Learning to know local terroir, I decided, was one of the better countermarketing strategies that I could develop with my children. Just before we left, the book The 100-Mile Diet had sparked a huge debate about the benefits (and downsides) of eating locally. Reading it, I discovered things I never knew about the region around Vancouver (who knew that we could grow wheat in a rain forest climate?).
Inspired, I sought out local farmer’s markets—which (I was embarrassed to admit) we had never visited. We soon became regulars. And I found a little chocolaterie (the deliciously named Cocoa Nymph) in our neighborhood, making handmade chocolates—sometimes flavored with local foods in season (like rhubarb, blackberry, or even sorrel). They were expensive, but (just as in France) so rich and delicious that one little chocolate was enough. These became some of our favorite treats for the girls (and for Philippe and me too). For things we couldn’t find at the markets, we joined a food coop that was dedicated to distributing local produce to city dwellers. Wednesdays, when the big boxes full of “vegetable surprises” (as Sophie termed them) would be dropped off at our house, quickly became my favorite day of the week.

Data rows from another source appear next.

use std::alloc::Layout;
use std::ptr::NonNull;

use crate::ArenaError;

/// Owned raw byte buffer backing an [`Arena`](crate::Arena).
///
/// Acquired from the global allocator in [`Block::new`] and returned to it
/// exactly once when the block is dropped. Contents start uninitialized.
#[derive(Debug)]
pub struct Block {
    ptr: NonNull<u8>,
    layout: Layout,
}

// SAFETY: Block is the unique owner of its allocation and exposes no shared
// interior state, so moving it to another thread is sound. It is not Sync:
// the arena hands out writable views from `&self`.
unsafe impl Send for Block {}

impl Block {
    /// Allocates a buffer with the given layout.
    ///
    /// # Errors
    ///
    /// [`ArenaError::InvalidSize`] for a zero-sized layout and
    /// [`ArenaError::OutOfMemory`] if the global allocator returns null.
    pub fn new(layout: Layout) -> Result<Self, ArenaError> {
        if layout.size() == 0 {
            return Err(ArenaError::InvalidSize {
                size: 0,
                align: layout.align(),
            });
        }
        // SAFETY: layout has a non-zero size.
        let raw = unsafe { std::alloc::alloc(layout) };
        let ptr = NonNull::new(raw).ok_or_else(|| ArenaError::OutOfMemory {
            capacity: layout.size(),
        })?;
        Ok(Self { ptr, layout })
    }

    /// Returns the start of the buffer.
    #[must_use]
    pub const fn as_ptr(&self) -> NonNull<u8> {
        self.ptr
    }

    /// Returns the buffer size in bytes.
    #[must_use]
    pub const fn len(&self) -> usize {
        self.layout.size()
    }

    /// Returns the alignment of the buffer start.
    #[must_use]
    pub const fn align(&self) -> usize {
        self.layout.align()
    }

    /// Overwrites `range` with zeroes.
    ///
    /// # Panics
    ///
    /// Panics if `range` is not within the buffer.
    pub fn zero(&mut self, range: std::ops::Range<usize>) {
        assert!(
            range.start <= range.end && range.end <= self.len(),
            "zero range {range:?} outside block of {} bytes",
            self.len(),
        );
        // SAFETY: range is within the allocation, and &mut self guarantees no
        // view into the buffer is alive.
        unsafe {
            self.ptr
                .add(range.start)
                .write_bytes(0, range.end - range.start);
        }
    }
}

impl Drop for Block {
    fn drop(&mut self) {
        // SAFETY: ptr was returned by `alloc` with exactly this layout and is
        // released only here.
        unsafe {
            std::alloc::dealloc(self.ptr.as_ptr(), self.layout);
        }
    }
}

We also decided to try to introduce the girls to local food through family outings: “close encounters with terroir” rather than a trip to the mall on the weekends. We took the girls on “berry walks,” amazed at the feast of food along Vancouver’s back alleys and woods. August produced a bumper crop of blackberries, which we ate in salads, on top of cereal, even crushed on top of bread as a kind of instant jam. We had missed salmonberry season, but discovered huckleberries (which Claire insisted on calling “blue-bellies,” in a strange hybrid of the English “blueberry” and its French translation bleuet).
Inspired by our success with berries, we went to watch salmon spawn. Their fierce flopping impressed the girls as much as the watchful eagles and the gorging bears, so assured of a plentiful harvest that they would take only a few bites from each fish before casually flinging the remains into the forest. Inspired, we made our way down to the docks early one Saturday morning, and came home with enough sockeye salmon to fill half of our newly acquired chest freezer. The other half I filled with local fruits—blueberries, plums, and peaches—to last the winter. The money we saved covered the cost of the freezer in the first month.
I even planted a little garden the following spring: raspberries, strawberries, spinach and lettuce, tomatoes, and (daringly) grapes. Given our rather dark, dank, north-facing backyard, my husband scoffed (none of this will ever ripen!). But the sight of the girls nurturing “their” plants with their watering cans and their excitement over our (admittedly rather meager) harvest gradually changed his mind. Our “summer salad” snacks—fresh spinach, lettuce, strawberries, and raspberries plucked and eaten right in the garden—have become a family favorite. And, although it took a while, we even eat our own grapes (small, sour, hard grapes the size of big blueberries, but still all ours).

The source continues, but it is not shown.